简体   繁体   English

节点正则表达式解析器中的内存泄漏?

[英]memory leak in node regex parser?

The following code causes node to consume a lot of ram and crash when it runs out of memory. 以下代码使节点消耗大量内存并在内存不足时崩溃。 However if I change the length of the found string from 13 to 12 everything is fine. 但是,如果我将找到的字符串的长度从13更改为12,一切都很好。 It looks as if strings returned by a regex search contain a hidden reference to the original string that was searched. 看起来正则表达式搜索返回的字符串似乎包含对搜索到的原始字符串的隐藏引用。 But only if the length of the found match is at least 13 characters. 但仅当找到的匹配项的长度至少为13个字符时。 Is this a bug or is there some good reason for that behavior? 这是一个错误还是该行为有充分的理由?
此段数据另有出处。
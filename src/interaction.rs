pub(crate) mod controller;
pub(crate) mod gesture;
pub(crate) mod view;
function randString(length) {
  var a = "a".charCodeAt(0),
      result = [];
  for(var i = 0; i < length; i++) {
    result.push(a + Math.floor(Math.random() * 26));
  }
  return String.fromCharCode.apply(null, result);
}


var arr = [];

for(var i = 0; i < 1000000; i++) {
  if(i % 1000 === 0) console.log(i);
  var str = randString(13);
  str = randString(5000) + "<" +str + ">" + randString(5000);
  var re = /<([a-z]+)>/gm;
  var next = re.exec(str);
  arr.push(next[1]);
}

I observe the same behavior in Chrome. 我在Chrome中观察到了相同的行为。 I think the two (node.js and Chrome) behave the same because they are based on the same Javascript engine ( V8 ). 我认为两者(node.js和Chrome)的行为相同,因为它们基于相同的Javascript引擎( V8 )。

There is no memory leak, but there is a problem with the garbage management in Javascript. 没有内存泄漏,但是Javascript中的垃圾管理存在问题。 I deduct this from the observation, that the Gbytes of memory are freed when I force garbage collection in Google Dev Tools. 我从观察结果中推断出这一点,即当我在Google Dev Tools中强制进行垃圾回收时会释放GB的内存。

You could force to run the garbage collector, as explained here . 您可以强制运行垃圾收集器,如此处所述 That way, your node.js will not crash. 这样,您的node.js不会崩溃。

Edit 编辑

Testing further I can tell these things: 进一步测试,我可以告诉这些事情:

About your comment But as long as there is still a reference to the array no memory get's freed. 关于您的注释但是,只要仍然有对该数组的引用,就不会释放任何内存。 :

It looks more complicated than that, but you are right, arr seems to occupy all that space 1.1 Go for 100'000 items, this is 10kB per item. 它看起来比这更复杂,但是您是对的, arr似乎占据了所有空间1.1放入100'000件物品,每件物品10kB。 When you look at the array next , it indeed has a size of roughly 10kB (10015 bytes for next.input . If all worked like expected, next[1] would be a simple string and use only slighly more than the 13 data bytes, but this is not the case. Referencing next[1] in the array arr does not allow next to be garbage collected. 当您查看next数组时,它的大小确实约为next.inputnext.input为10015字节。如果所有工作都如预期的那样, next[1]将是一个简单的字符串,并且仅使用13个以上的数据字节,但是情况并非如此,在数组arr中引用next[1]不允许对next进行垃圾回收。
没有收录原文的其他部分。